Provided information:
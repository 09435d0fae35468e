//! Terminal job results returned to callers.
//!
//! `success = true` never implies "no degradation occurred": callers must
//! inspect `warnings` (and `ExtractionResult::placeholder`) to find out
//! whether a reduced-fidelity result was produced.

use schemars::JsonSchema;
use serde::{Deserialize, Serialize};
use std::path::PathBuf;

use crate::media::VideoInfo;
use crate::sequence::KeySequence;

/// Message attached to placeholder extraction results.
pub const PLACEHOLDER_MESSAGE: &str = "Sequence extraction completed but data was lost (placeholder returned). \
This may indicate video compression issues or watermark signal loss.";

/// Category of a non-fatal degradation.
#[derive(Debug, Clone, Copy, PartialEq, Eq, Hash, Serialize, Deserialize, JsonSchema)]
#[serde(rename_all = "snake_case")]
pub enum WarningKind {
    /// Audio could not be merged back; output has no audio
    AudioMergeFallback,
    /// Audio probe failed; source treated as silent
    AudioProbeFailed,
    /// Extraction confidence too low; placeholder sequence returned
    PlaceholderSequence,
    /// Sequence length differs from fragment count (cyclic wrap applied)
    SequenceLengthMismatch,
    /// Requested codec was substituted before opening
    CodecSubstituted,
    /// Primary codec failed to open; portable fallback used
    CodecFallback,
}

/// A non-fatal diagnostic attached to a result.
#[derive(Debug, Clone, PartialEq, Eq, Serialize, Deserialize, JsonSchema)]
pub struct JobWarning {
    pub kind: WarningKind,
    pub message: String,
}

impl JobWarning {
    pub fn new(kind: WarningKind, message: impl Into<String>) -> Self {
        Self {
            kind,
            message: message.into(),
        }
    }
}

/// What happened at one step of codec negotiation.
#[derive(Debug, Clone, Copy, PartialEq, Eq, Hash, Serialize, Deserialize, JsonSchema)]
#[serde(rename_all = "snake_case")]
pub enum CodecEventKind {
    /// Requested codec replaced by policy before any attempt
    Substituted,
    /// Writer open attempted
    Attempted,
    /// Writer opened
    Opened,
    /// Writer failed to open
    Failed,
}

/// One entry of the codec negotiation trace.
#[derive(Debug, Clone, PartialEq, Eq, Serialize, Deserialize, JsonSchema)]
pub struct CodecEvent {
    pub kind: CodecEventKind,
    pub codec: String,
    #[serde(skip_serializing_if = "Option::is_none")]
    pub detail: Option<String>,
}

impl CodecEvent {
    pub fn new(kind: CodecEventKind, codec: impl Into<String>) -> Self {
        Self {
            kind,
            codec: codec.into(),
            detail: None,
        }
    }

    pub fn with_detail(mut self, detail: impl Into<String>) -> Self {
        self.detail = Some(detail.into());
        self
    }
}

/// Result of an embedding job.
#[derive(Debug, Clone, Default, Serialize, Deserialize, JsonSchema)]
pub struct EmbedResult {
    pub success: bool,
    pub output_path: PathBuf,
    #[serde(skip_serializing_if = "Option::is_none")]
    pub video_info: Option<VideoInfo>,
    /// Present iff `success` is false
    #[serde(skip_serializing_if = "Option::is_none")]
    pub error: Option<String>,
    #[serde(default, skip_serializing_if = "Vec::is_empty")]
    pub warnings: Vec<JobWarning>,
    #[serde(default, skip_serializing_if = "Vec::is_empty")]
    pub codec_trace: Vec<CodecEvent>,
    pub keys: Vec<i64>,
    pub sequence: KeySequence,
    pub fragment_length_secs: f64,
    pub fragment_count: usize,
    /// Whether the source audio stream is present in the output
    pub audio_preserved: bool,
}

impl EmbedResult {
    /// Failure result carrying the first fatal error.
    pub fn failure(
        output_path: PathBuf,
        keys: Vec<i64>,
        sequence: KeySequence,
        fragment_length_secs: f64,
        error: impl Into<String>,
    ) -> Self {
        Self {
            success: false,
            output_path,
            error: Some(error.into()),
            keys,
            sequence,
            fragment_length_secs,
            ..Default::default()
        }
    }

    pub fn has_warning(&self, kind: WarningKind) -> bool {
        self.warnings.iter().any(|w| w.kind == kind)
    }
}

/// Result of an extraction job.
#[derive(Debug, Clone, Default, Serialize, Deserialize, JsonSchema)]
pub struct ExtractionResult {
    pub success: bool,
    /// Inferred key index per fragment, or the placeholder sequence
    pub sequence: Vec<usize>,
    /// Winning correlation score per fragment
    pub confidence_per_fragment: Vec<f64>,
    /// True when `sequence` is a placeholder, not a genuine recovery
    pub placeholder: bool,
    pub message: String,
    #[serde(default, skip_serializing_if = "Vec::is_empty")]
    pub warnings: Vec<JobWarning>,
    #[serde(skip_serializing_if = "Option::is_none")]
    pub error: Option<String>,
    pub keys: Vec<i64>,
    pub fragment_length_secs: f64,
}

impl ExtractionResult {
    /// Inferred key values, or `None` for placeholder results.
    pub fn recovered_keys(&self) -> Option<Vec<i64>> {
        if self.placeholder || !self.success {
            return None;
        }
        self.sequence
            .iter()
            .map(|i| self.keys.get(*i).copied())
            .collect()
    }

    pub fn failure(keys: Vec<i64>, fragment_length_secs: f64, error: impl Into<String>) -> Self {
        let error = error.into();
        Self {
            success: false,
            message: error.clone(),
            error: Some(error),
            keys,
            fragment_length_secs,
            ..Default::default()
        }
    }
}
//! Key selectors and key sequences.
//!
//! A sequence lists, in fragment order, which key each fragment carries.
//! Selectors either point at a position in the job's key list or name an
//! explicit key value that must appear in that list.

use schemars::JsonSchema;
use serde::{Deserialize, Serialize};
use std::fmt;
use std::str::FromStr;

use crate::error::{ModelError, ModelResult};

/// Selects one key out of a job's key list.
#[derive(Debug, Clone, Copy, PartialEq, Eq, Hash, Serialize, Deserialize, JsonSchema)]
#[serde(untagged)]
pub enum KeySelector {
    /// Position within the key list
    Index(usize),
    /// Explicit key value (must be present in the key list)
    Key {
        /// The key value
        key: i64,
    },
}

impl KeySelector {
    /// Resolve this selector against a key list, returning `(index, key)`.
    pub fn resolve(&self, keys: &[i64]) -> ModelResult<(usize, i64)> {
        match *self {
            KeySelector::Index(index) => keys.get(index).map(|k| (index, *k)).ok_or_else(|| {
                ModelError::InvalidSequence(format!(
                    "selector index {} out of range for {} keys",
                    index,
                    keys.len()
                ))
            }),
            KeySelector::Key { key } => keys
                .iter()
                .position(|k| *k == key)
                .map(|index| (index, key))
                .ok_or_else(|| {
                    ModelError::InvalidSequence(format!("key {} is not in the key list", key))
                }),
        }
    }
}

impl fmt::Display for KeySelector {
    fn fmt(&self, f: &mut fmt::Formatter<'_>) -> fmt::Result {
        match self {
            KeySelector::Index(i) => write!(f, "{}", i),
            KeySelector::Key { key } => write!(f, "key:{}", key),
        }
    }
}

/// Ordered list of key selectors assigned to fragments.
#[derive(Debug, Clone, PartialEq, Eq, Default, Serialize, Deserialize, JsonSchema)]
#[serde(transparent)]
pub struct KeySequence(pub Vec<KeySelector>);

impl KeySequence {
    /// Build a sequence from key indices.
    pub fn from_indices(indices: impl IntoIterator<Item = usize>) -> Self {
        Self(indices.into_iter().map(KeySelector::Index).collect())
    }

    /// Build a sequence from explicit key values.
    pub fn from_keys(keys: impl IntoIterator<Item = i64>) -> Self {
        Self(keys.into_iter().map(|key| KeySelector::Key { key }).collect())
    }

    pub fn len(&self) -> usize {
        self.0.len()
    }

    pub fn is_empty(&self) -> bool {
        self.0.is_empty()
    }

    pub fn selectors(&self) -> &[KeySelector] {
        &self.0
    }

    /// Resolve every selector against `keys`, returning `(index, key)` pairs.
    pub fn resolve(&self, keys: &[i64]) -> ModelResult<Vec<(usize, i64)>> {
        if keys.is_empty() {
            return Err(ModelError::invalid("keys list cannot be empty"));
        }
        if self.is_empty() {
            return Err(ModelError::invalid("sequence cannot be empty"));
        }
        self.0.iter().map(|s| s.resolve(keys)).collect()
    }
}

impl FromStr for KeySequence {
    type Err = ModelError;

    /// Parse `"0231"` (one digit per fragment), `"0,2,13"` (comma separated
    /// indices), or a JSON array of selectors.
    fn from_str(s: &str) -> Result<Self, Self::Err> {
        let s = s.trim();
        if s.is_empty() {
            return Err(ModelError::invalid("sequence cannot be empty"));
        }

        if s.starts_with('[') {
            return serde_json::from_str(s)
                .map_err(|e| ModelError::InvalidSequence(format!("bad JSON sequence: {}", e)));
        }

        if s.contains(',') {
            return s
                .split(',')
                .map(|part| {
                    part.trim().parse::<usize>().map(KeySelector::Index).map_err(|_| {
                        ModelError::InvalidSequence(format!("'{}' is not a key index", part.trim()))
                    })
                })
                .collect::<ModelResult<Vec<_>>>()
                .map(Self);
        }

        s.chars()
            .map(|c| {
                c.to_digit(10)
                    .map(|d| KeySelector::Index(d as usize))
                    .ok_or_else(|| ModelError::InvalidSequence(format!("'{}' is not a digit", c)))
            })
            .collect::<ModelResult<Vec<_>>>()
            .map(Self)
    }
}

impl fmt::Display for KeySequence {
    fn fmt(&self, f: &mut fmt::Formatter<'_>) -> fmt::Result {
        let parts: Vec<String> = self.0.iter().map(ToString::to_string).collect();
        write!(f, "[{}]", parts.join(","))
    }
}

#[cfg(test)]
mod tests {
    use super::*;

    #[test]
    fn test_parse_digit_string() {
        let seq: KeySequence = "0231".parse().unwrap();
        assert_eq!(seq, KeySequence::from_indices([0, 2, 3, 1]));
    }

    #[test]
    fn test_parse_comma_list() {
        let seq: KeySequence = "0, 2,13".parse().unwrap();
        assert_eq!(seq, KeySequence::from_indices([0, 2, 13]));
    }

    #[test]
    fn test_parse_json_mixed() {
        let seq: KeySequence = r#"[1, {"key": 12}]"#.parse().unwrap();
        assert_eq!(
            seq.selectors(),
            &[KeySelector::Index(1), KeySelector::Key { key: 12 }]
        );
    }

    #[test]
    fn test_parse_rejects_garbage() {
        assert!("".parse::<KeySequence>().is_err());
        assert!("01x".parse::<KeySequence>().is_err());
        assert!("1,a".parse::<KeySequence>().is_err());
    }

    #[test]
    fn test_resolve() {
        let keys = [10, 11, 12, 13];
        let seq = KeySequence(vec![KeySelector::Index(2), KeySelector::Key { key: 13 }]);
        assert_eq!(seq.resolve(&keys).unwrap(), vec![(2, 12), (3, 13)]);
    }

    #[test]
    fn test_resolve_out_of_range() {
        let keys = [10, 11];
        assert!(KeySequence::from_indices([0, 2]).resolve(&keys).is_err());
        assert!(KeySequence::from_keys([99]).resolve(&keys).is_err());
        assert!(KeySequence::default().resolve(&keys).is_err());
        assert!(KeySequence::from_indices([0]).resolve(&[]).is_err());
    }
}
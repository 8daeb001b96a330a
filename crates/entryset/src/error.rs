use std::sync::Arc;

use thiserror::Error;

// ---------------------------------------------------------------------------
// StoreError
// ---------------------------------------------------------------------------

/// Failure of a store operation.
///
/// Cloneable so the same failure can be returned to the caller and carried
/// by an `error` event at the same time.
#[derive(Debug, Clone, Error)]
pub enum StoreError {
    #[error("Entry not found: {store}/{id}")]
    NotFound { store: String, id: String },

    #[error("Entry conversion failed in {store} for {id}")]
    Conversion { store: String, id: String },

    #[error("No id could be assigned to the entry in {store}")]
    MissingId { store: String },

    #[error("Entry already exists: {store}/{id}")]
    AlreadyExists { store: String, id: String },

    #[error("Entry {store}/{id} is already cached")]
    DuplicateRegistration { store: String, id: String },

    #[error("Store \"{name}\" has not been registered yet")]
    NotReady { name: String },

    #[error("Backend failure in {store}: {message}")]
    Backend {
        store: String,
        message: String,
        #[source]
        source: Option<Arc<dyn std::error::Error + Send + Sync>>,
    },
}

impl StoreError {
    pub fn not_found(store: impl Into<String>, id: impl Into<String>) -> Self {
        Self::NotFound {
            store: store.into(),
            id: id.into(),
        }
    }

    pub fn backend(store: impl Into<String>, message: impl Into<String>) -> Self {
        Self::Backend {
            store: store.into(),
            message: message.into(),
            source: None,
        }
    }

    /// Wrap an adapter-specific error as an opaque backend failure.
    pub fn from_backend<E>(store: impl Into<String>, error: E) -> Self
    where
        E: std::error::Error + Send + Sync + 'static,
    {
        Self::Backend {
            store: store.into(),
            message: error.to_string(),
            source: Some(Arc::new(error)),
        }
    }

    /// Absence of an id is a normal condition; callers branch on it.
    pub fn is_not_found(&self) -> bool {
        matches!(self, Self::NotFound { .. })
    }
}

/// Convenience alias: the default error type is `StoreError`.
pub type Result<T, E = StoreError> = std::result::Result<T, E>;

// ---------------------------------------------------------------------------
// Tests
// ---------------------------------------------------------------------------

Work instruction:
Show all lines from the records above where the word "Writer" occurs.

Answer space:
    /// Writer open attempted
    /// Writer opened
    /// Writer failed to open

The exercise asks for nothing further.